**Work instructions:**
From the records below, give the number of lines that contain the string "window", without any other text.

**Supplied information:**

━━━━━━━━━━━━━━━━━━━━━━━━━━━━━━

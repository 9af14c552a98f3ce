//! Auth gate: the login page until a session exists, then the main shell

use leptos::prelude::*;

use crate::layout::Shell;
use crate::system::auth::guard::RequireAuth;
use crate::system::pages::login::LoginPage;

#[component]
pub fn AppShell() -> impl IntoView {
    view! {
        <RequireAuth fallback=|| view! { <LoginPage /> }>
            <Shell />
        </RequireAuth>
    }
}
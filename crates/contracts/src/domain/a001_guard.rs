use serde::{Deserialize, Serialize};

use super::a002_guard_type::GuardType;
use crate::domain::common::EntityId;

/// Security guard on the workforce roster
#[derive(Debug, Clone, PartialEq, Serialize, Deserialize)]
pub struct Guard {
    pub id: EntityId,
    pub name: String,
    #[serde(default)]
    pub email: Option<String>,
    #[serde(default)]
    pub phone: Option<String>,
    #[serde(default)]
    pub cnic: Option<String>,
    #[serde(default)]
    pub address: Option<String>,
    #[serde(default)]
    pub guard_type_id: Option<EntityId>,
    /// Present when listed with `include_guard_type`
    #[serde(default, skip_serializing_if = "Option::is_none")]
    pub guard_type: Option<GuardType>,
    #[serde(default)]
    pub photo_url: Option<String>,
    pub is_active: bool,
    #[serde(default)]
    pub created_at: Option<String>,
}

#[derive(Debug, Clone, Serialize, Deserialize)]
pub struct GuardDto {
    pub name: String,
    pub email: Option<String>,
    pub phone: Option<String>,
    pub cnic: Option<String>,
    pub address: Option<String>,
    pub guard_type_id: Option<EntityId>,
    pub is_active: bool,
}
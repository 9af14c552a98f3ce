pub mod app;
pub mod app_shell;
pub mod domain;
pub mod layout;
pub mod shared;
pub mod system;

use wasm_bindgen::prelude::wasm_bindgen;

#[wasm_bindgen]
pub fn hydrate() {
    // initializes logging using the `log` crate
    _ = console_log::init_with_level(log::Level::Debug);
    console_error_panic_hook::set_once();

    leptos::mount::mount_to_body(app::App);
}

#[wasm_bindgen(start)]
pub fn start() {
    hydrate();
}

━━━━━━━━━━━━━━━━━━━━━━━━━━━━━━

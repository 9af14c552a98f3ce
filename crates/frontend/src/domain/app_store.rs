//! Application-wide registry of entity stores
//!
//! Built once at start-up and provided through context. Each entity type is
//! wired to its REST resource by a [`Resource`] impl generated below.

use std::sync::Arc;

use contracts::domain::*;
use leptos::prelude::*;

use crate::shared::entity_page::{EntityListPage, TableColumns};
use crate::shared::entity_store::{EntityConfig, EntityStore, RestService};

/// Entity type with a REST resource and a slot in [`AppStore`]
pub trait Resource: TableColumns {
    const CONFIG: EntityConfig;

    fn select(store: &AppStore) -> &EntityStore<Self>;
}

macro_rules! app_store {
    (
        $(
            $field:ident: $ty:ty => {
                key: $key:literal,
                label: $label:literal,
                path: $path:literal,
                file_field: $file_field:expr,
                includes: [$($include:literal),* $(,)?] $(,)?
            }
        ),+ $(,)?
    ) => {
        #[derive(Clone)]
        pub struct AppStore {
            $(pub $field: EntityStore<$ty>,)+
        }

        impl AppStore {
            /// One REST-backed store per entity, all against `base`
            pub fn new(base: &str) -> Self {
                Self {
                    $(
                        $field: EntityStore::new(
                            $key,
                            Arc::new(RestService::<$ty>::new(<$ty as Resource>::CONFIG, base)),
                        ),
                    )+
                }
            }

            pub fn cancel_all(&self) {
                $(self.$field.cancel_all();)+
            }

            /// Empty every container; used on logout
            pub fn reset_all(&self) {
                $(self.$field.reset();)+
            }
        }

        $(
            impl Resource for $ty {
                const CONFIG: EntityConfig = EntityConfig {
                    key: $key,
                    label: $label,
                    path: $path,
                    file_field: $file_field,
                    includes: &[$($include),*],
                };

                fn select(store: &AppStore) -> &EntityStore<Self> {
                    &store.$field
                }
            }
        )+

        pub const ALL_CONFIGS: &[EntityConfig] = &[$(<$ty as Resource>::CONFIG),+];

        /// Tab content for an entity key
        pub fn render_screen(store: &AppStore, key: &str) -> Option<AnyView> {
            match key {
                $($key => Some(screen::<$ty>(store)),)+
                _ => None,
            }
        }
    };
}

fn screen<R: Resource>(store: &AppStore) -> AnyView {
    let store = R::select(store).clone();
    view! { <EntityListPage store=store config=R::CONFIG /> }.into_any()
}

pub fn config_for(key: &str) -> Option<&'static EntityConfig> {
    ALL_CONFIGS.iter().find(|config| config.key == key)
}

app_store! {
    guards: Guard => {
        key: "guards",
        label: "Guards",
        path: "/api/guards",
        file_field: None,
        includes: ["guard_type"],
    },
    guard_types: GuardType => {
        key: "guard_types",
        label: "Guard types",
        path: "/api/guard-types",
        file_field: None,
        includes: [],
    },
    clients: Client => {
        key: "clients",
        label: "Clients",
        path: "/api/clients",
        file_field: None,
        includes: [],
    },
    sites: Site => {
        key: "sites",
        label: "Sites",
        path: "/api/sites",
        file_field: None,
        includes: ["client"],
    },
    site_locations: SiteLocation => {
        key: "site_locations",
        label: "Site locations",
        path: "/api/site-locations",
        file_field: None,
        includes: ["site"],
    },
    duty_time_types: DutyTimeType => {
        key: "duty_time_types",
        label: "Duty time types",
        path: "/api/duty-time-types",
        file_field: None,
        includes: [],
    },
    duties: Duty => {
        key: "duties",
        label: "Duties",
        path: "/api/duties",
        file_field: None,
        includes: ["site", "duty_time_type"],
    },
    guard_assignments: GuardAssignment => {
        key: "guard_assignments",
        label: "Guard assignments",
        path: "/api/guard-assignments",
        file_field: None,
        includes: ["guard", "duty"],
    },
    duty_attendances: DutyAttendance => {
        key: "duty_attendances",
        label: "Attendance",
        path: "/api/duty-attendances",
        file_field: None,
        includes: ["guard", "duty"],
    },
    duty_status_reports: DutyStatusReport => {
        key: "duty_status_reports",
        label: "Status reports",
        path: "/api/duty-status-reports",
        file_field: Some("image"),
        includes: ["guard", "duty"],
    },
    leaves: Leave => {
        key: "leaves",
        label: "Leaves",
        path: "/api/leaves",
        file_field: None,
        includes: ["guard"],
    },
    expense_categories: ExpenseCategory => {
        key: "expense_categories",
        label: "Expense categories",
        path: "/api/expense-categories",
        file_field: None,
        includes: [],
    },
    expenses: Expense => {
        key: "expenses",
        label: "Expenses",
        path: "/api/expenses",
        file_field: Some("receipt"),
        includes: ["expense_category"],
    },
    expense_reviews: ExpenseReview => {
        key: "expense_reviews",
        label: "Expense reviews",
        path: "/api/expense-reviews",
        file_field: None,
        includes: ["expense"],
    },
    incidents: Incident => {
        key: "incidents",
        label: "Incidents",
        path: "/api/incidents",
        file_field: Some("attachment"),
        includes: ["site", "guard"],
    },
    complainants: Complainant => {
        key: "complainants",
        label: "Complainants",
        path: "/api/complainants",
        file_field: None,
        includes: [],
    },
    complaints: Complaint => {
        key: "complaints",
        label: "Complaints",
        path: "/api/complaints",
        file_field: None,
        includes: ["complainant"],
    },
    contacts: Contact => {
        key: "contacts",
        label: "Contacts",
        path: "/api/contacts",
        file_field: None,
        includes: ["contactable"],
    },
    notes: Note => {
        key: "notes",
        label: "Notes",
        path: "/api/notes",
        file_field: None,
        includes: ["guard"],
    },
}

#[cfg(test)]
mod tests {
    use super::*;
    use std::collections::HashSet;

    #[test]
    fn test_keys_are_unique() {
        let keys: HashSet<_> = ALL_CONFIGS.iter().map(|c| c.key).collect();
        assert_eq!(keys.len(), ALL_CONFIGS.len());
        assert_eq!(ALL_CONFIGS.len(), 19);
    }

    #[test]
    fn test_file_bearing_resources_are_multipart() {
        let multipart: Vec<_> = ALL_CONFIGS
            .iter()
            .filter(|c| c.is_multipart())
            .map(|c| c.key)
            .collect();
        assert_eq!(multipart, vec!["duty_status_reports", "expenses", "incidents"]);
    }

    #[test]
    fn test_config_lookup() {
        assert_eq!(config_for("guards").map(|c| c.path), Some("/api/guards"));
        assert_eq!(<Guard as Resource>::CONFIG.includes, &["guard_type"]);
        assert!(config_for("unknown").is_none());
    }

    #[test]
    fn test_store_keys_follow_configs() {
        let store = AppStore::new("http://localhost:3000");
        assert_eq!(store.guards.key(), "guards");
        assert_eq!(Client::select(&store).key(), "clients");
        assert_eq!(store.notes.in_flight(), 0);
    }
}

━━━━━━━━━━━━━━━━━━━━━━━━━━━━━━

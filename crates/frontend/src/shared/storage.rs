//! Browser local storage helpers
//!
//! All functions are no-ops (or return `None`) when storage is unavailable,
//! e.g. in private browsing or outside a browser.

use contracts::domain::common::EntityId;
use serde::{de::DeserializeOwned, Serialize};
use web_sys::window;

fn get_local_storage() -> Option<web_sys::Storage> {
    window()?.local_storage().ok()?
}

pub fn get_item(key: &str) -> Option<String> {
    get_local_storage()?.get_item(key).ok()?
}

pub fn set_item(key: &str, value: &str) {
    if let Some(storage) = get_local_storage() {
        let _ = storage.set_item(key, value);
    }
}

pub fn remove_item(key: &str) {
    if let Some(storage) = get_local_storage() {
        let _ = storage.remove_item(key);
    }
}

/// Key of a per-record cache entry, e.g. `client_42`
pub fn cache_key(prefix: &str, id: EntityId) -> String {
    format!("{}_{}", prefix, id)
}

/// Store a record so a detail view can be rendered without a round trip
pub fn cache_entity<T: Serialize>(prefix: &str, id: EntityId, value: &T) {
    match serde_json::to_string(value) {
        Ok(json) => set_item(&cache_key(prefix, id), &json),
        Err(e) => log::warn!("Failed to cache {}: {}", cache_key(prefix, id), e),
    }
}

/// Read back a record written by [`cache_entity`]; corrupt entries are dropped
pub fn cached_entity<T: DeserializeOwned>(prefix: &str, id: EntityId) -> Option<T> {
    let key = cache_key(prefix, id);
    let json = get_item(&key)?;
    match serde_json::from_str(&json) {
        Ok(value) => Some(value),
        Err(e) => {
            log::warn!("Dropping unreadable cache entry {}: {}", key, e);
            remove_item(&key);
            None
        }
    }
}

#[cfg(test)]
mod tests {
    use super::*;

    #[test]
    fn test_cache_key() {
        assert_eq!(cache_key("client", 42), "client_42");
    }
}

━━━━━━━━━━━━━━━━━━━━━━━━━━━━━━

**Finished task:**
2